Potential risks of bone marrow cell transplantation into infarcted hearts

• Published in: Blood Vol. 110; no. 4; pp. 1362 - 1369
• Main Authors: Breitbach, Martin, Bostani, Toktam, Roell, Wilhelm, Xia, Ying, Dewald, Oliver, Nygren, Jens M., Fries, Jochen W.U., Tiemann, Klaus, Bohlen, Heribert, Hescheler, Juergen, Welz, Armin, Bloch, Wilhelm, Jacobsen, Sten Eirik W., Fleischmann, Bernd K.
• Format: Journal Article
• Language: English
• Published: Washington, DC Elsevier Inc 15.08.2007; The Americain Society of Hematology
• Subjects: Animals; Biological and medical sciences; Bone Marrow Transplantation; Cell Differentiation; Cells, Cultured; Clinical Medicine; Cultured cells; Flow Cytometry; Green fluorescent proteins; Green Fluorescent Proteins - genetics; Hematologi; Hematologic and hematopoietic diseases; Hematology; Inbred C57BL mice; Klinisk medicin; Medical and Health Sciences; Medical sciences; MEDICIN; Medicin och hälsovetenskap; MEDICINE; Mesenchymal Stem Cell Transplantation; Mice; Mice, Inbred C57BL; Mice, Transgenic; Myocardial infarction; Myocardial Infarction - pathology; Myocardial Infarction - therapy; Risk Factors; Transgenic mice; Treatment Outcome; Heart; Hematology; Infarct; Stem cell; Risk factor; Hematopoietic cell; Homograft; Bone marrow; Graft; Circulatory system; Epidemiology
• ISSN: 0006-4971; 1528-0020; 1528-0020
• DOI: 10.1182/blood-2006-12-063412

Cellular replacement therapy has emerged as a novel strategy for the treatment of heart failure. The aim of our study was to determine the fate of injected mesenchymal stem cells (MSCs) and whole bone marrow (BM) cells in the infarcted heart. MSCs were purified from BM of transgenic mice and characterized using flow cytometry and in vitro differentiation assays. Myocardial infarctions were generated in mice and different cell populations including transgenic MSCs, unfractionated BM cells, or purified hematopoietic progenitors were injected. Encapsulated structures were found in the infarcted areas of a large fraction of hearts after injecting MSCs (22 of 43, 51.2%) and unfractionated BM cells (6 of 46, 13.0%). These formations contained calcifications and/or ossifications. In contrast, no pathological abnormalities were found after injection of purified hematopoietic progenitors (0 of 5, 0.0%), fibroblasts (0 of 5, 0.0%), vehicle only (0 of 30, 0.0%), or cytokine-induced mobilization of BM cells (0 of 35, 0.0%).
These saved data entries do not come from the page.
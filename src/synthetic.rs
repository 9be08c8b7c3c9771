/// Synthetic snapshot generation for windows no real source can cover
///
/// Two modes, both pure functions of the pool descriptor, the window and a
/// seedable random source:
/// - perturbation: jitter one real reference snapshot across the window
/// - fabrication: build from per-category baselines with a slow sinusoidal
///   trend so the series is not flat
///
/// Output is best-effort placeholder data and every snapshot is tagged
/// [`Provenance::Synthetic`] so downstream consumers can tell.
use crate::catalog::PoolDescriptor;
use crate::config::CollectorConfig;
use crate::logger::{self, LogTag};
use crate::series::{Provenance, Snapshot, TimeSeries};
use chrono::{DateTime, Duration, Utc};
use rand::rngs::StdRng;
use rand::{Rng, SeedableRng};
use rand_distr::StandardNormal;
use std::collections::BTreeMap;

/// Period of the fabricated long-term trend, in days
const TREND_PERIOD_DAYS: f64 = 30.0;
/// Amplitude of the trend applied to balances and volume
const TREND_AMPLITUDE: f64 = 0.05;

#[derive(Debug, Clone)]
pub struct SyntheticGenerator {
    points_per_day: u32,
    noise_sigma: f64,
    seed: Option<u64>,
}

impl SyntheticGenerator {
    pub fn new(points_per_day: u32, noise_sigma: f64, seed: Option<u64>) -> Self {
        Self {
            points_per_day: points_per_day.max(1),
            noise_sigma: noise_sigma.max(0.0),
            seed,
        }
    }

    pub fn from_config(config: &CollectorConfig) -> Self {
        Self::new(
            config.points_per_day,
            config.noise_sigma,
            config.synthetic_seed,
        )
    }

    pub fn points_per_day(&self) -> u32 {
        self.points_per_day
    }

    /// Produce `days * points_per_day` snapshots, perturbing the reference
    /// when one is available and fabricating from category baselines
    /// otherwise.
    pub fn generate(
        &self,
        pool: &PoolDescriptor,
        days: u32,
        reference: Option<&Snapshot>,
    ) -> TimeSeries {
        match reference {
            Some(snapshot) => {
                logger::debug(
                    LogTag::Synthetic,
                    &format!("perturbing reference snapshot for {} ({}d)", pool.id, days),
                );
                self.perturb(pool, days, snapshot)
            }
            None => {
                logger::debug(
                    LogTag::Synthetic,
                    &format!(
                        "fabricating {}d series for {} from {} baselines",
                        days,
                        pool.id,
                        pool.category.as_str()
                    ),
                );
                self.fabricate(pool, days)
            }
        }
    }

    /// Perturbation mode: independent multiplicative Gaussian noise on every
    /// numeric field of the reference, spread evenly backward from now
    pub fn perturb(&self, pool: &PoolDescriptor, days: u32, reference: &Snapshot) -> TimeSeries {
        let mut rng = self.rng();
        let sigma = self.noise_sigma;

        let snapshots = self
            .timestamps(days)
            .into_iter()
            .map(|timestamp| {
                // Virtual price drifts an order of magnitude less than balances
                let virtual_price =
                    (reference.virtual_price * jitter(&mut rng, sigma * 0.1)).max(1e-9);
                let balances: BTreeMap<String, f64> = reference
                    .balances
                    .iter()
                    .map(|(token, balance)| {
                        (token.clone(), (balance * jitter(&mut rng, sigma)).max(0.0))
                    })
                    .collect();

                Snapshot {
                    timestamp,
                    virtual_price,
                    tvl: (reference.tvl * jitter(&mut rng, sigma)).max(0.0),
                    volume_24h: (reference.volume_24h * jitter(&mut rng, sigma * 2.0)).max(0.0),
                    apy: (reference.apy * jitter(&mut rng, sigma)).clamp(0.0, 1.0),
                    balances,
                    provenance: Provenance::Synthetic,
                }
            })
            .collect();

        TimeSeries {
            pool_id: pool.id.clone(),
            snapshots,
        }
    }

    /// Pure-fabrication mode: category baselines plus a sinusoidal trend
    pub fn fabricate(&self, pool: &PoolDescriptor, days: u32) -> TimeSeries {
        let mut rng = self.rng();
        let sigma = self.noise_sigma;
        let baseline = pool.category.baseline();
        let period_points = TREND_PERIOD_DAYS * self.points_per_day as f64;

        let snapshots = self
            .timestamps(days)
            .into_iter()
            .enumerate()
            .map(|(i, timestamp)| {
                let phase = 2.0 * std::f64::consts::PI * i as f64 / period_points;
                let trend = 1.0 + TREND_AMPLITUDE * phase.sin();

                let balances: BTreeMap<String, f64> = pool
                    .tokens
                    .iter()
                    .map(|token| {
                        (
                            token.to_lowercase(),
                            (baseline.balance_per_token * trend * jitter(&mut rng, sigma))
                                .max(0.0),
                        )
                    })
                    .collect();
                let tvl = balances.values().sum::<f64>();

                Snapshot {
                    timestamp,
                    virtual_price: (baseline.virtual_price
                        * (1.0 + 0.001 * phase.sin())
                        * jitter(&mut rng, sigma * 0.1))
                    .max(1e-9),
                    tvl,
                    volume_24h: (baseline.volume_24h * trend * jitter(&mut rng, sigma * 2.0))
                        .max(0.0),
                    apy: (baseline.apy * jitter(&mut rng, sigma)).clamp(0.0, 1.0),
                    balances,
                    provenance: Provenance::Synthetic,
                }
            })
            .collect();

        TimeSeries {
            pool_id: pool.id.clone(),
            snapshots,
        }
    }

    fn rng(&self) -> StdRng {
        match self.seed {
            Some(seed) => StdRng::seed_from_u64(seed),
            None => StdRng::from_entropy(),
        }
    }

    /// Evenly spaced instants ending now, strictly ascending and unique
    fn timestamps(&self, days: u32) -> Vec<DateTime<Utc>> {
        let count = (days.max(1) as i64) * self.points_per_day as i64;
        let step = Duration::seconds((86_400 / self.points_per_day as i64).max(1));
        let end = Utc::now();

        (0..count)
            .map(|i| end - step * (count - 1 - i) as i32)
            .collect()
    }
}

/// One multiplicative noise factor: 1 + N(0, sigma)
fn jitter(rng: &mut StdRng, sigma: f64) -> f64 {
    let z: f64 = rng.sample(StandardNormal);
    1.0 + z * sigma
}

#[cfg(test)]
mod tests {
    use super::*;
    use crate::catalog::PoolCatalog;

    fn pool(id: &str) -> PoolDescriptor {
        PoolCatalog::builtin().get(id).expect("builtin pool").clone()
    }

    fn reference() -> Snapshot {
        Snapshot {
            timestamp: Utc::now(),
            virtual_price: 1.02,
            tvl: 250_000_000.0,
            volume_24h: 40_000_000.0,
            apy: 0.035,
            balances: BTreeMap::from([
                ("usdc".to_string(), 80_000_000.0),
                ("usdt".to_string(), 85_000_000.0),
                ("dai".to_string(), 85_000_000.0),
            ]),
            provenance: Provenance::CurveApi,
        }
    }

    #[test]
    fn seeded_output_is_reproducible() {
        let a = SyntheticGenerator::new(24, 0.02, Some(7)).fabricate(&pool("3pool"), 3);
        let b = SyntheticGenerator::new(24, 0.02, Some(7)).fabricate(&pool("3pool"), 3);
        assert_eq!(a.len(), b.len());
        for (x, y) in a.snapshots.iter().zip(&b.snapshots) {
            assert_eq!(x.virtual_price, y.virtual_price);
            assert_eq!(x.volume_24h, y.volume_24h);
        }
    }

    #[test]
    fn window_length_matches_points_per_day() {
        let series = SyntheticGenerator::new(24, 0.02, Some(1)).fabricate(&pool("frax"), 7);
        assert_eq!(series.len(), 7 * 24);
    }

    #[test]
    fn timestamps_are_strictly_increasing() {
        let series = SyntheticGenerator::new(12, 0.02, Some(2)).fabricate(&pool("mim"), 2);
        assert!(series.is_sorted_unique());
    }

    #[test]
    fn fabricated_stable_pool_stays_near_unit_virtual_price() {
        let series = SyntheticGenerator::new(24, 0.02, Some(3)).fabricate(&pool("3pool"), 7);
        assert!(series.all_from(Provenance::Synthetic));
        for snapshot in &series.snapshots {
            assert!(snapshot.virtual_price > 0.0);
            assert!(
                (snapshot.virtual_price - 1.0).abs() < 0.1,
                "vp {} strayed more than 10% from the stable baseline",
                snapshot.virtual_price
            );
        }
    }

    #[test]
    fn perturbed_series_tracks_reference_fields() {
        let series =
            SyntheticGenerator::new(24, 0.02, Some(4)).perturb(&pool("3pool"), 7, &reference());
        assert_eq!(series.len(), 7 * 24);
        for snapshot in &series.snapshots {
            assert!(snapshot.virtual_price > 0.0);
            assert!((snapshot.virtual_price - 1.02).abs() < 0.1);
            assert!(snapshot.apy >= 0.0 && snapshot.apy <= 1.0);
            assert_eq!(snapshot.balances.len(), 3);
            assert_eq!(snapshot.provenance, Provenance::Synthetic);
        }
    }

    #[test]
    fn generate_picks_mode_from_reference() {
        let generator = SyntheticGenerator::new(4, 0.02, Some(5));
        let fabricated = generator.generate(&pool("lusd"), 2, None);
        let perturbed = generator.generate(&pool("lusd"), 2, Some(&reference()));
        assert_eq!(fabricated.len(), perturbed.len());
        // Fabricated balances come from the descriptor's token list
        assert!(fabricated.snapshots[0].balances.contains_key("lusd"));
        // Perturbed balances come from the reference
        assert!(perturbed.snapshots[0].balances.contains_key("usdc"));
    }
}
We conclude that the developmental fate of BM-derived cells is not restricted by the surrounding tissue after myocardial infarction and that the MSC fraction underlies the extended bone formation in the infarcted myocardium. These findings seriously question the biologic basis and clinical safety of using whole BM and in particular MSCs to treat nonhematopoietic disorders.